Pour 85 % du volume de ces déchets, des solutions définitives existent déjà : ils sont stockés en surface sur des sites exploités par l'Agence nationale pour la gestion des déchets radioactifs, dans les départements de la Manche et de l'Aube. Les 15 % restant, qui concentrent 99,9 % de la radioactivité, sont entreposés de façon sûre dans des installations de surface à La Hague, Marcoule, et Cadarache, mais qui n'ont pas été conçues pour stocker définitivement ces déchets, dont la radioactivité peut durer pour certains des centaines de milliers d'années.
La question de la ou les solutions de gestion à long terme de ces déchets se pose d'ailleurs quelle que soit la place que le nucléaire pourra occuper à l'avenir dans notre politique de l'énergie : des déchets ont été produits depuis quarante ans ; ils sont là et il nous appartient de les gérer.
Pour définir des solutions de gestion à long terme des déchets de haute activité et à vie longue, ceux qui sont les plus nocifs, la loi du 30 décembre 1991, dite loi Bataille, a défini trois axes de recherche scientifique et fixé le cadre législatif dans lequel devaient se développer ces recherches. Elle a par ailleurs prévu qu'après quinze ans de recherches selon ces trois axes, un nouveau projet de loi serait présenté par le gouvernement au Parlement.

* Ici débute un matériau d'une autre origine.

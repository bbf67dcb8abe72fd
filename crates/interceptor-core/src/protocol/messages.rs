//! Request and response types exchanged between the transport and the
//! dispatcher.
//!
//! Requests carry only the fields the interceptor looks at; everything else in
//! the PDU is dropped by the transport adapter.  Responses carry every field of
//! the corresponding LDAP response PDU so the adapter can encode them 1:1.

use std::fmt;

use crate::protocol::result_code::ResultCode;

/// LDAP `messageID`: correlates a request with all of its responses.
pub type MessageId = i32;

// ── Requests ──────────────────────────────────────────────────────────────────

/// One parsed request PDU.
#[derive(Debug, Clone, PartialEq)]
pub struct LdapRequest {
    pub message_id: MessageId,
    pub operation: Operation,
    /// Request controls, passed through unexamined.
    pub controls: Vec<RequestControl>,
}

impl LdapRequest {
    pub fn new(message_id: MessageId, operation: Operation) -> Self {
        Self {
            message_id,
            operation,
            controls: Vec::new(),
        }
    }
}

/// An opaque request control.  Only its rendering is kept, for logging.
#[derive(Debug, Clone, PartialEq, Eq)]
pub struct RequestControl {
    pub summary: String,
}

/// The operations the dispatcher answers.
///
/// Unbind and abandon never reach the dispatcher; the transport handles them.
#[derive(Debug, Clone, PartialEq)]
pub enum Operation {
    Add(AddRequest),
    Bind(BindRequest),
    Compare(CompareRequest),
    Delete(DeleteRequest),
    Extended(ExtendedRequest),
    Modify(ModifyRequest),
    ModifyDn(ModifyDnRequest),
    Search(SearchRequest),
}

impl Operation {
    pub fn kind(&self) -> OperationKind {
        match self {
            Operation::Add(_) => OperationKind::Add,
            Operation::Bind(_) => OperationKind::Bind,
            Operation::Compare(_) => OperationKind::Compare,
            Operation::Delete(_) => OperationKind::Delete,
            Operation::Extended(_) => OperationKind::Extended,
            Operation::Modify(_) => OperationKind::Modify,
            Operation::ModifyDn(_) => OperationKind::ModifyDn,
            Operation::Search(_) => OperationKind::Search,
        }
    }
}

/// Discriminant of [`Operation`], used for logging and failure responses.
#[derive(Debug, Clone, Copy, PartialEq, Eq, Hash)]
pub enum OperationKind {
    Add,
    Bind,
    Compare,
    Delete,
    Extended,
    Modify,
    ModifyDn,
    Search,
}

impl OperationKind {
    pub fn name(self) -> &'static str {
        match self {
            OperationKind::Add => "add",
            OperationKind::Bind => "bind",
            OperationKind::Compare => "compare",
            OperationKind::Delete => "delete",
            OperationKind::Extended => "extended",
            OperationKind::Modify => "modify",
            OperationKind::ModifyDn => "modify-dn",
            OperationKind::Search => "search",
        }
    }
}

impl fmt::Display for OperationKind {
    fn fmt(&self, f: &mut fmt::Formatter<'_>) -> fmt::Result {
        f.write_str(self.name())
    }
}

#[derive(Debug, Clone, PartialEq, Eq)]
pub struct AddRequest {
    pub dn: String,
}

#[derive(Debug, Clone, PartialEq, Eq)]
pub struct BindRequest {
    pub dn: String,
    pub credentials: BindCredentials,
}

/// Credentials presented on bind.
#[derive(Clone, PartialEq, Eq)]
pub enum BindCredentials {
    /// Simple authentication: a plaintext password.
    Simple(String),
    /// Any SASL mechanism.  The interceptor does not implement SASL.
    Sasl,
}

impl fmt::Debug for BindCredentials {
    fn fmt(&self, f: &mut fmt::Formatter<'_>) -> fmt::Result {
        match self {
            BindCredentials::Simple(_) => f.write_str("Simple(<redacted>)"),
            BindCredentials::Sasl => f.write_str("Sasl"),
        }
    }
}

#[derive(Debug, Clone, PartialEq, Eq)]
pub struct CompareRequest {
    pub dn: String,
    pub attribute: String,
}

#[derive(Debug, Clone, PartialEq, Eq)]
pub struct DeleteRequest {
    pub dn: String,
}

#[derive(Debug, Clone, PartialEq, Eq)]
pub struct ExtendedRequest {
    /// `requestName` OID.
    pub name: String,
    pub value: Option<Vec<u8>>,
}

#[derive(Debug, Clone, PartialEq, Eq)]
pub struct ModifyRequest {
    pub dn: String,
}

#[derive(Debug, Clone, PartialEq, Eq)]
pub struct ModifyDnRequest {
    pub dn: String,
    pub new_rdn: String,
    pub delete_old_rdn: bool,
    pub new_superior: Option<String>,
}

#[derive(Debug, Clone, PartialEq, Eq)]
pub struct SearchRequest {
    pub base_dn: String,
    pub filter: SearchFilter,
    /// Requested attribute list.  Logged, not honoured.
    pub attributes: Vec<String>,
}

/// The subset of RFC 4511 filter structure the interceptor distinguishes.
#[derive(Debug, Clone, PartialEq, Eq)]
pub enum SearchFilter {
    Equality { attribute: String, value: String },
    GreaterOrEqual { attribute: String, value: String },
    LessOrEqual { attribute: String, value: String },
    Approx { attribute: String, value: String },
    Present { attribute: String },
    Substring { attribute: String },
    And(Vec<SearchFilter>),
    Or(Vec<SearchFilter>),
    Not(Box<SearchFilter>),
    /// Extensible match and anything else without a plain assertion value.
    Other,
}

impl SearchFilter {
    /// The assertion value of an attribute-value-assertion filter.
    ///
    /// `None` for presence, substring, composite and extensible filters.
    pub fn assertion_value(&self) -> Option<&str> {
        match self {
            SearchFilter::Equality { value, .. }
            | SearchFilter::GreaterOrEqual { value, .. }
            | SearchFilter::LessOrEqual { value, .. }
            | SearchFilter::Approx { value, .. } => Some(value),
            _ => None,
        }
    }
}

// ── Responses ─────────────────────────────────────────────────────────────────

/// The `LDAPResult` component shared by every terminal response.
#[derive(Debug, Clone, PartialEq, Eq)]
pub struct LdapResult {
    pub code: ResultCode,
    pub matched_dn: String,
    pub diagnostic_message: String,
    pub referrals: Vec<String>,
}

impl LdapResult {
    /// Integer form of [`LdapResult::code`].
    pub fn code_value(&self) -> i32 {
        self.code.value()
    }
}

/// A `PartialAttribute` on a search result entry.
#[derive(Debug, Clone, PartialEq, Eq)]
pub struct Attribute {
    pub name: String,
    pub values: Vec<String>,
}

#[derive(Debug, Clone, PartialEq, Eq)]
pub struct SearchResultEntry {
    pub dn: String,
    pub attributes: Vec<Attribute>,
}

impl SearchResultEntry {
    /// Values of the first attribute named `name` (case-insensitive).
    pub fn attribute(&self, name: &str) -> Option<&[String]> {
        self.attributes
            .iter()
            .find(|a| a.name.eq_ignore_ascii_case(name))
            .map(|a| a.values.as_slice())
    }
}

/// A continuation reference: LDAP URLs the client may chase.
#[derive(Debug, Clone, PartialEq, Eq)]
pub struct SearchResultReference {
    pub uris: Vec<String>,
}

/// One response PDU body.
#[derive(Debug, Clone, PartialEq, Eq)]
pub enum ResponseOp {
    AddResponse(LdapResult),
    BindResponse {
        result: LdapResult,
        server_sasl_credentials: Option<Vec<u8>>,
    },
    CompareResponse(LdapResult),
    DeleteResponse(LdapResult),
    ExtendedResponse {
        result: LdapResult,
        name: Option<String>,
        value: Option<Vec<u8>>,
    },
    ModifyResponse(LdapResult),
    ModifyDnResponse(LdapResult),
    SearchResultEntry(SearchResultEntry),
    SearchResultReference(SearchResultReference),
    SearchResultDone(LdapResult),
}

impl ResponseOp {
    /// The `LDAPResult` of a terminal response; `None` for entries and
    /// references.
    pub fn result(&self) -> Option<&LdapResult> {
        match self {
            ResponseOp::AddResponse(r)
            | ResponseOp::CompareResponse(r)
            | ResponseOp::DeleteResponse(r)
            | ResponseOp::ModifyResponse(r)
            | ResponseOp::ModifyDnResponse(r)
            | ResponseOp::SearchResultDone(r) => Some(r),
            ResponseOp::BindResponse { result, .. } | ResponseOp::ExtendedResponse { result, .. } => {
                Some(result)
            }
            ResponseOp::SearchResultEntry(_) | ResponseOp::SearchResultReference(_) => None,
        }
    }

    /// `true` for responses that end an operation.
    pub fn is_terminal(&self) -> bool {
        self.result().is_some()
    }
}

/// A response PDU addressed to a request's `messageID`.
///
/// Responses never carry controls.
#[derive(Debug, Clone, PartialEq, Eq)]
pub struct LdapMessage {
    pub message_id: MessageId,
    pub op: ResponseOp,
}

impl LdapMessage {
    pub fn new(message_id: MessageId, op: ResponseOp) -> Self {
        Self { message_id, op }
    }

    pub fn result_code(&self) -> Option<ResultCode> {
        self.op.result().map(|r| r.code)
    }
}

// ── Tests ─────────────────────────────────────────────────────────────────────

#[cfg(test)]
mod tests {
    use super::*;

    #[test]
    fn test_assertion_value_present_for_equality() {
        let filter = SearchFilter::Equality {
            attribute: "cn".into(),
            value: "alice".into(),
        };
        assert_eq!(filter.assertion_value(), Some("alice"));
    }

    #[test]
    fn test_assertion_value_present_for_ordering_and_approx() {
        for filter in [
            SearchFilter::GreaterOrEqual { attribute: "uid".into(), value: "m".into() },
            SearchFilter::LessOrEqual { attribute: "uid".into(), value: "m".into() },
            SearchFilter::Approx { attribute: "uid".into(), value: "m".into() },
        ] {
            assert_eq!(filter.assertion_value(), Some("m"));
        }
    }

    #[test]
    fn test_assertion_value_absent_for_presence_and_composites() {
        let present = SearchFilter::Present { attribute: "objectClass".into() };
        let and = SearchFilter::And(vec![SearchFilter::Equality {
            attribute: "cn".into(),
            value: "alice".into(),
        }]);
        assert_eq!(present.assertion_value(), None);
        assert_eq!(and.assertion_value(), None);
        assert_eq!(SearchFilter::Other.assertion_value(), None);
    }

    #[test]
    fn test_bind_credentials_debug_redacts_password() {
        let creds = BindCredentials::Simple("hunter2".into());
        assert!(!format!("{creds:?}").contains("hunter2"));
    }

    #[test]
    fn test_entry_attribute_lookup_ignores_case() {
        let entry = SearchResultEntry {
            dn: "cn=alice".into(),
            attributes: vec![Attribute {
                name: "memberOf".into(),
                values: vec!["g".into()],
            }],
        };
        assert_eq!(entry.attribute("memberof"), Some(&["g".to_string()][..]));
        assert_eq!(entry.attribute("mail"), None);
    }

    #[test]
    fn test_entries_and_references_are_not_terminal() {
        let entry = ResponseOp::SearchResultEntry(SearchResultEntry {
            dn: String::new(),
            attributes: Vec::new(),
        });
        let reference = ResponseOp::SearchResultReference(SearchResultReference { uris: Vec::new() });
        assert!(!entry.is_terminal());
        assert!(!reference.is_terminal());
    }

    #[test]
    fn test_operation_kind_names() {
        assert_eq!(OperationKind::ModifyDn.to_string(), "modify-dn");
        assert_eq!(
            Operation::Delete(DeleteRequest { dn: "cn=x".into() }).kind(),
            OperationKind::Delete
        );
    }
}
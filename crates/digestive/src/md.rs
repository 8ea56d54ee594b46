// Copyright (c) 2025-2026 Federico Hoerth <memparanoid@gmail.com>
// SPDX-License-Identifier: GPL-3.0-only
// See LICENSE in the repository root for full license text.

//! Merkle–Damgård engine shared by SHA-1 and the SHA-2 family.
//!
//! Block iteration and padding per FIPS 180-4 Section 5.1 live here; the
//! per-variant block function is supplied through [`Compression`].

use digestive_core::pack::be_bytes_to_words;
use digestive_core::{Digest, Word};
use zeroize::{Zeroize, ZeroizeOnDrop};

/// Largest block (SHA-384/512) in bytes
const MAX_BLOCK_LEN: usize = 128;

/// Longest message schedule (SHA-1, SHA-384/512) in words
pub(crate) const MAX_SCHEDULE_LEN: usize = 80;

/// Block function of one Merkle–Damgård variant.
///
/// A block is 16 words and the length field two words wide, so both follow
/// from the word type: 64/8 bytes for 32-bit variants, 128/16 bytes for
/// 64-bit variants.
pub(crate) trait Compression {
    /// State and schedule word
    type Word: Word;

    /// Block size in bytes
    const BLOCK_LEN: usize = 16 * <Self::Word as Word>::BYTES;

    /// Width of the trailing message-length field in bytes
    const LENGTH_FIELD_LEN: usize = 2 * <Self::Word as Word>::BYTES;

    /// H(0)
    fn initial_state(&self) -> [Self::Word; 8];

    /// Digest width in bits; the state is truncated to this
    fn output_bits(&self) -> usize;

    /// Folds one 16-word block into `state`, using `schedule` as scratch.
    fn compress(
        &self,
        state: &mut [Self::Word; 8],
        block: &[Self::Word; 16],
        schedule: &mut [Self::Word; MAX_SCHEDULE_LEN],
    );
}

/// Call-local working memory, wiped on drop.
#[derive(Zeroize, ZeroizeOnDrop)]
struct MdState<W: Word> {
    /// Hash state H(i)
    h: [W; 8],
    /// Current block as big-endian words
    block: [W; 16],
    /// Message schedule W[0..R]
    schedule: [W; MAX_SCHEDULE_LEN],
    /// Final block(s) under construction
    tail: [u8; MAX_BLOCK_LEN],
}

impl<W: Word> MdState<W> {
    fn new(h: [W; 8]) -> Self {
        Self {
            h,
            block: [W::default(); 16],
            schedule: [W::default(); MAX_SCHEDULE_LEN],
            tail: [0u8; MAX_BLOCK_LEN],
        }
    }

    fn compress<C: Compression<Word = W>>(&mut self, variant: &C, block: &[u8]) {
        be_bytes_to_words(block, &mut self.block);
        variant.compress(&mut self.h, &self.block, &mut self.schedule);
    }

    /// Compresses the tail buffer and clears it for reuse
    fn compress_tail<C: Compression<Word = W>>(&mut self, variant: &C) {
        be_bytes_to_words(&self.tail[..C::BLOCK_LEN], &mut self.block);
        variant.compress(&mut self.h, &self.block, &mut self.schedule);
        self.tail.zeroize();
    }
}

/// Hashes `data` with the Merkle–Damgård variant `variant`.
///
/// The bit length is written into the variant's full length field (64 or
/// 128 bits). Callers keep messages within the 64-bit field of SHA-1 and
/// SHA-224/256; see `Algorithm::max_message_len`.
pub(crate) fn digest<C: Compression>(variant: &C, data: &[u8]) -> Digest {
    let block_len = C::BLOCK_LEN;
    let length_field_len = C::LENGTH_FIELD_LEN;

    let mut state = MdState::new(variant.initial_state());

    let mut blocks = data.chunks_exact(block_len);
    for block in &mut blocks {
        state.compress(variant, block);
    }

    // Padding per FIPS 180-4 Section 5.1: 0x80, zeros, big-endian bit length
    let remainder = blocks.remainder();
    state.tail[..remainder.len()].copy_from_slice(remainder);
    state.tail[remainder.len()] = 0x80;

    // No room left for the length field: flush and start an all-zero block
    if remainder.len() >= block_len - length_field_len {
        state.compress_tail(variant);
    }

    let bit_len = (data.len() as u128) << 3;
    state.tail[block_len - length_field_len..block_len]
        .copy_from_slice(&bit_len.to_be_bytes()[16 - length_field_len..]);
    state.compress_tail(variant);

    Digest::from_words(&state.h, variant.output_bits())
    // Drop zeroizes via ZeroizeOnDrop derive
}
// Copyright (c) 2025-2026 Federico Hoerth <memparanoid@gmail.com>
// SPDX-License-Identifier: GPL-3.0-only
// See LICENSE in the repository root for full license text.

//! Word - fixed-width machine word shared by the 32-bit and 64-bit engines.
//!
//! SHA-1 and SHA-224/256 run on `u32`, SHA-384/512 and Keccak lanes on `u64`.
//! All arithmetic is modulo 2^BITS.

use core::fmt::Debug;
use core::ops::{BitAnd, BitOr, BitXor, Not};

use zeroize::DefaultIsZeroes;

/// Fixed-width word with the primitive operations of FIPS 180-4 Section 3.2.
pub trait Word:
    Copy
    + Default
    + Eq
    + Debug
    + Send
    + Sync
    + DefaultIsZeroes
    + BitAnd<Output = Self>
    + BitOr<Output = Self>
    + BitXor<Output = Self>
    + Not<Output = Self>
    + 'static
{
    /// Width in bits
    const BITS: u32;

    /// Width in bytes
    const BYTES: usize;

    /// (self + rhs) mod 2^BITS
    fn wrapping_add(self, rhs: Self) -> Self;

    /// ROTR^n(self)
    fn rotr(self, n: u32) -> Self;

    /// ROTL^n(self)
    fn rotl(self, n: u32) -> Self;

    /// SHR^n(self)
    fn shr(self, n: u32) -> Self;

    /// Reads a word from the first `BYTES` bytes of `bytes`, big-endian.
    ///
    /// # Panics
    ///
    /// Panics if `bytes` is shorter than `BYTES`.
    fn from_be_slice(bytes: &[u8]) -> Self;

    /// Reads a word from the first `BYTES` bytes of `bytes`, little-endian.
    ///
    /// # Panics
    ///
    /// Panics if `bytes` is shorter than `BYTES`.
    fn from_le_slice(bytes: &[u8]) -> Self;

    /// Writes the word into the first `BYTES` bytes of `out`, big-endian.
    ///
    /// # Panics
    ///
    /// Panics if `out` is shorter than `BYTES`.
    fn write_be(self, out: &mut [u8]);

    /// Writes the word into the first `BYTES` bytes of `out`, little-endian.
    ///
    /// # Panics
    ///
    /// Panics if `out` is shorter than `BYTES`.
    fn write_le(self, out: &mut [u8]);

    /// Ch(x,y,z) = (x ∧ y) ⊕ (¬x ∧ z) per FIPS 180-4 Section 4.1
    #[inline(always)]
    fn ch(x: Self, y: Self, z: Self) -> Self {
        (x & y) ^ (!x & z)
    }

    /// Maj(x,y,z) = (x ∧ y) ⊕ (x ∧ z) ⊕ (y ∧ z) per FIPS 180-4 Section 4.1
    ///
    /// Optimized form: (x & y) ^ (z & (x ^ y))
    #[inline(always)]
    fn maj(x: Self, y: Self, z: Self) -> Self {
        (x & y) ^ (z & (x ^ y))
    }

    /// Parity(x,y,z) = x ⊕ y ⊕ z per FIPS 180-4 Section 4.1.1
    #[inline(always)]
    fn parity(x: Self, y: Self, z: Self) -> Self {
        x ^ y ^ z
    }
}

/// Implements [`Word`] for an unsigned integer type of `$size` bytes.
macro_rules! impl_word {
    ($type:ty, $size:expr) => {
        impl Word for $type {
            const BITS: u32 = <$type>::BITS;
            const BYTES: usize = $size;

            #[inline(always)]
            fn wrapping_add(self, rhs: Self) -> Self {
                <$type>::wrapping_add(self, rhs)
            }

            #[inline(always)]
            fn rotr(self, n: u32) -> Self {
                self.rotate_right(n)
            }

            #[inline(always)]
            fn rotl(self, n: u32) -> Self {
                self.rotate_left(n)
            }

            #[inline(always)]
            fn shr(self, n: u32) -> Self {
                self >> n
            }

            #[inline(always)]
            fn from_be_slice(bytes: &[u8]) -> Self {
                bytes[..$size]
                    .iter()
                    .fold(0, |acc, &byte| (acc << 8) | <$type>::from(byte))
            }

            #[inline(always)]
            fn from_le_slice(bytes: &[u8]) -> Self {
                bytes[..$size]
                    .iter()
                    .rev()
                    .fold(0, |acc, &byte| (acc << 8) | <$type>::from(byte))
            }

            #[inline(always)]
            fn write_be(self, out: &mut [u8]) {
                for (i, byte) in out[..$size].iter_mut().enumerate() {
                    *byte = (self >> (8 * ($size - 1 - i))) as u8;
                }
            }

            #[inline(always)]
            fn write_le(self, out: &mut [u8]) {
                for (i, byte) in out[..$size].iter_mut().enumerate() {
                    *byte = (self >> (8 * i)) as u8;
                }
            }
        }
    };
}

impl_word!(u32, 4);
impl_word!(u64, 8);
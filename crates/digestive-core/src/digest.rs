// Copyright (c) 2025-2026 Federico Hoerth <memparanoid@gmail.com>
// SPDX-License-Identifier: GPL-3.0-only
// See LICENSE in the repository root for full license text.

//! Digest value type.
//!
//! A digest is an immutable sequence of N bytes, index 0 being the most
//! significant byte of the canonical hex rendering. Fixed-size digests (up to
//! 512 bits) are stored inline; longer SHAKE outputs spill to the heap.

use alloc::string::String;
use alloc::vec::Vec;
use core::fmt;
use core::str::FromStr;

use smallvec::{SmallVec, smallvec};
use subtle::ConstantTimeEq;

use crate::error::DigestError;
use crate::pack::words_to_be_bytes;
use crate::word::Word;

/// Bytes stored inline before a digest allocates (SHA-512 width).
const INLINE_LEN: usize = 64;

/// Message digest produced by one of the hash engines.
#[derive(Clone, PartialEq, Eq, PartialOrd, Ord, Hash, Default)]
pub struct Digest {
    bytes: SmallVec<[u8; INLINE_LEN]>,
}

impl Digest {
    /// Creates a digest holding a copy of `bytes`.
    pub fn from_bytes(bytes: &[u8]) -> Self {
        Self {
            bytes: SmallVec::from_slice(bytes),
        }
    }

    /// Creates a `len`-byte digest whose bytes are written by `fill`.
    ///
    /// `fill` receives a zeroed buffer of exactly `len` bytes.
    pub fn from_fn(len: usize, fill: impl FnOnce(&mut [u8])) -> Self {
        let mut bytes: SmallVec<[u8; INLINE_LEN]> = smallvec![0u8; len];
        fill(bytes.as_mut_slice());
        Self { bytes }
    }

    /// Creates a `ceil(bits / 8)`-byte digest from big-endian words.
    ///
    /// Words are rendered big-endian and concatenated; the result is cut (or
    /// zero-extended) to the requested width. When `bits` is not a multiple of
    /// 8 the unused low-order bits of the last byte are cleared.
    pub fn from_words<W: Word>(words: &[W], bits: usize) -> Self {
        let mut digest = Self::from_fn(bits.div_ceil(8), |out| {
            words_to_be_bytes(words, out);
        });

        let spare = bits % 8;
        if spare != 0 {
            if let Some(last) = digest.bytes.last_mut() {
                *last &= 0xFFu8 << (8 - spare);
            }
        }

        digest
    }

    /// [`Digest::from_words`] for 32-bit words.
    pub fn from_words32(words: &[u32], bits: usize) -> Self {
        Self::from_words(words, bits)
    }

    /// [`Digest::from_words`] for 64-bit words.
    pub fn from_words64(words: &[u64], bits: usize) -> Self {
        Self::from_words(words, bits)
    }

    /// Decodes a hex string into a digest of exactly `len` bytes.
    ///
    /// - Upper- and lower-case digits are accepted.
    /// - Strings shorter than `2 * len` digits are right-padded with zero
    ///   nibbles; an odd trailing digit therefore lands in the high nibble of
    ///   its byte (`"abc"` with `len = 2` decodes to `[0xab, 0xc0]`).
    /// - Digits beyond `2 * len` are ignored.
    ///
    /// # Errors
    ///
    /// Returns [`DigestError::InvalidEncoding`] for the first character that
    /// is not a hex digit, wherever it appears in `hex`.
    pub fn from_hex(hex: &str, len: usize) -> Result<Self, DigestError> {
        let mut bytes: SmallVec<[u8; INLINE_LEN]> = smallvec![0u8; len];

        for (position, found) in hex.chars().enumerate() {
            let nibble = found
                .to_digit(16)
                .ok_or(DigestError::InvalidEncoding { position, found })?
                as u8;

            if let Some(byte) = bytes.get_mut(position / 2) {
                if position % 2 == 0 {
                    *byte |= nibble << 4;
                } else {
                    *byte |= nibble;
                }
            }
        }

        Ok(Self { bytes })
    }

    /// Lowercase hex rendering, exactly `2 * len()` characters.
    pub fn to_hex(&self) -> String {
        const DIGITS: &[u8; 16] = b"0123456789abcdef";

        let mut hex = String::with_capacity(2 * self.bytes.len());
        for &byte in &self.bytes {
            hex.push(DIGITS[usize::from(byte >> 4)] as char);
            hex.push(DIGITS[usize::from(byte & 0x0F)] as char);
        }
        hex
    }

    /// Length in bytes
    pub fn len(&self) -> usize {
        self.bytes.len()
    }

    /// Whether the digest holds no bytes (a zero-length XOF output)
    pub fn is_empty(&self) -> bool {
        self.bytes.is_empty()
    }

    /// Width in bits (`8 * len()`)
    pub fn bits(&self) -> usize {
        8 * self.bytes.len()
    }

    /// Digest bytes
    pub fn as_bytes(&self) -> &[u8] {
        &self.bytes
    }

    /// Consumes the digest, returning its bytes
    pub fn into_vec(self) -> Vec<u8> {
        self.bytes.into_vec()
    }

    /// Compares two digests in time independent of where they differ.
    ///
    /// Digests of different lengths compare unequal.
    pub fn ct_eq(&self, other: &Digest) -> bool {
        self.bytes.as_slice().ct_eq(other.bytes.as_slice()).into()
    }
}

impl AsRef<[u8]> for Digest {
    fn as_ref(&self) -> &[u8] {
        &self.bytes
    }
}

impl From<Vec<u8>> for Digest {
    fn from(bytes: Vec<u8>) -> Self {
        Self {
            bytes: SmallVec::from_vec(bytes),
        }
    }
}

impl FromStr for Digest {
    type Err = DigestError;

    /// Decodes a hex string; the length is `ceil(digits / 2)` bytes.
    fn from_str(hex: &str) -> Result<Self, Self::Err> {
        Self::from_hex(hex, hex.chars().count().div_ceil(2))
    }
}

impl fmt::LowerHex for Digest {
    fn fmt(&self, f: &mut fmt::Formatter<'_>) -> fmt::Result {
        for byte in &self.bytes {
            write!(f, "{byte:02x}")?;
        }
        Ok(())
    }
}

impl fmt::UpperHex for Digest {
    fn fmt(&self, f: &mut fmt::Formatter<'_>) -> fmt::Result {
        for byte in &self.bytes {
            write!(f, "{byte:02X}")?;
        }
        Ok(())
    }
}

impl fmt::Display for Digest {
    fn fmt(&self, f: &mut fmt::Formatter<'_>) -> fmt::Result {
        fmt::LowerHex::fmt(self, f)
    }
}

impl fmt::Debug for Digest {
    fn fmt(&self, f: &mut fmt::Formatter<'_>) -> fmt::Result {
        write!(f, "Digest({self:x})")
    }
}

Le premier axe, relatif à la séparation et à la transmutation des éléments radioactifs à vie longue, devait permettre d'étudier la possibilité de réduire la nocivité des déchets, en séparant les éléments les plus toxiques et à vie longue et en les transformant en éléments radioactifs à durée de vie plus courte. Le second était relatif aux possibilités de stockage des déchets en couche géologique profonde. Le troisième concernait l'étude de procédés de conditionnement et d'entreposage de longue durée en surface des déchets. Ces recherches ont apporté des résultats très significatifs. Ils permettent aux générations présentes de dégager aujourd'hui des solutions de long terme pour ces déchets issus d'une industrie dont elles bénéficient, sans céder à la tentation de remettre à plus tard l'heure des choix nécessaires.
J'en viens maintenant à la préparation du projet de loi. Peu de projets de loi auront fait l'objet d'une telle préparation, comme l'a rappelé Mme Duthilleul : quinze ans de recherche, des évaluations indépendantes, un débat organisé par la Commission nationale du débat public et aujourd'hui un avis de votre Conseil.
Pour la préparation, le gouvernement s'est d'abord fondé sur les résultats des recherches réalisées et les évaluations indépendantes qui en ont été faites par des experts français et étrangers. Elles ont donné lieu à plusieurs rapports très complets : les rapports remis le 30 juin dernier par les établissements concernés, le commissariat à l'énergie atomique et l'agence nationale pour la gestion des déchets radioactifs ; les travaux de la commission nationale d'évaluation instituée par la loi de 1991, les évaluations internationales menées au second semestre 2005 sous l'égide de l'OCDE ; enfin l'avis rendu par l'autorité de sûreté nucléaire. Le gouvernement s'est aussi largement appuyé sur le rapport établi par les députés Claude Birraux et Christian Bataille, et adopté par l'office parlementaire d'évaluation des choix scientifiques et technologiques en mars 2005, rapport qui marquait l'aboutissement de l'implication continue de l'Office tout au long des quinze années de recherche.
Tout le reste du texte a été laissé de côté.